A comienzos de siglo XVIII reinó en Prusia un hombre muy temperamental. Federico Guillermo tenía la costumbre de pasear sin escolta por las calles de Berlín. Cuentan que cuando encontraba alguien que le desagradara, lo que ocurría con frecuencia, no dudaba en golpearlo con su bastón. Por esa razón cuando la gente lo veía a lo lejos, prudentemente huía lo más rápido posible.

En cierta ocasión, como de costumbre, el rey avanzaba golpeando el suelo con su bastón. Un berlinés, tomado por sorpresa, tratando de huir del monarca, se ocultó en un portal. Ahí lo sorprendió Federico Guillermo, y lo increpó de inmediato:

- Eh, tú, ¿A dónde vas?

El pobre hombre, que temblaba de miedo, le indicó con la cabeza una la puerta.

- ¿Vives ahí?, lo interrogó.

El hombre hizo un gesto de negación.

- ¿Es la casa de un amigo tuyo? Volvió a preguntar.

- No, Majestad.

El rey lo miró con sospecha,

-Entonces, ¿por qué entras en ella?

El hombre tuvo miedo de que se le considerara como ladrón, así que confesó:

- Lo hacía para evitar encontrarme con su Majestad. Federico Guillermo lo miró extrañado.

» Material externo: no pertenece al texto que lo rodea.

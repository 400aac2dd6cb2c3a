use crate::text_file;
use crate::FixtureEntry;
use crate::FixtureRoot;
use crate::FixtureRootError;
use crate::TextFileError;
use std::path::Path;
use std::path::PathBuf;
use walkdir::WalkDir;

/// A fixture root backed by a directory on disk. Only direct children are
/// listed.
#[derive(Clone, Debug, Eq, PartialEq)]
pub struct DirectoryFixtureRoot {
    dir: PathBuf,
}

impl DirectoryFixtureRoot {
    pub fn new(dir: impl Into<PathBuf>) -> Self {
        Self { dir: dir.into() }
    }

    pub fn dir(&self) -> &Path {
        &self.dir
    }
}

impl FixtureRoot for DirectoryFixtureRoot {
    fn location(&self) -> String {
        self.dir.display().to_string()
    }

    fn list_entries(&self) -> Result<Vec<FixtureEntry>, FixtureRootError> {
        if !self.dir.is_dir() {
            return Err(FixtureRootError::NotFound(self.dir.clone()));
        }

        let mut entries = vec![];
        for entry in WalkDir::new(&self.dir).min_depth(1).max_depth(1) {
            let entry = match entry {
                Ok(entry) => entry,
                Err(err) if err.depth() == 0 => {
                    return Err(FixtureRootError::Walk {
                        root: self.dir.clone(),
                        err,
                    });
                },
                Err(err) => {
                    log::warn!("Skipping unlistable entry under {:#?}: {err}", self.dir);
                    continue;
                },
            };

            // `Path::is_dir` follows symlinks. A dangling link is listed as a
            // file and fails later when it is read.
            let path = entry.path().to_path_buf();
            log::trace!("Found fixture root entry at {path:#?}.");
            entries.push(if path.is_dir() {
                FixtureEntry::dir(path)
            } else {
                FixtureEntry::file(path)
            });
        }
        Ok(entries)
    }

    fn read_entry(&self, entry: &FixtureEntry) -> Result<String, TextFileError> {
        text_file::read_text_file(entry.path())
    }
}
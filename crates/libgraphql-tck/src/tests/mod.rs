mod case_matrix_tests;
mod fixture_line_tests;
mod schema_document_tests;
mod utils;
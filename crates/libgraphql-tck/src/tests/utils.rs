use std::path::Path;
use std::path::PathBuf;
use std::sync::OnceLock;

pub fn get_fixtures_dir() -> &'static Path {
    static FIXTURES_DIR: OnceLock<PathBuf> = OnceLock::new();
    FIXTURES_DIR.get_or_init(|| {
        PathBuf::from(env!("CARGO_MANIFEST_DIR")).join("src/tests/fixtures")
    })
}

pub fn specification_fixtures_dir() -> PathBuf {
    get_fixtures_dir().join("specification")
}

pub fn implementation_fixtures_dir() -> PathBuf {
    get_fixtures_dir().join("implementation")
}

/// Sorted file names, for comparing listings whose order is filesystem
/// dependent.
pub fn sorted_names<I, S>(names: I) -> Vec<String>
where
    I: IntoIterator<Item = S>,
    S: Into<String>,
{
    let mut names: Vec<String> = names.into_iter().map(Into::into).collect();
    names.sort();
    names
}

- ¿Y por qué quieres evitarme?

Bajando la vista, decidió decirle la verdad:

- Porque tengo miedo de su Majestad.

Al escuchar esto, Federico Guillermo montó en una de sus famosas rabietas. Agarró al infeliz por el cuello, lo sacudió violentamente, y lo increpó:

- ¿Cómo te atreves a tener miedo de mí? ¡Soy tu rey, así que tienes que amarme! ¡Ámame, desgraciado! ¡Te ordeno que me ames!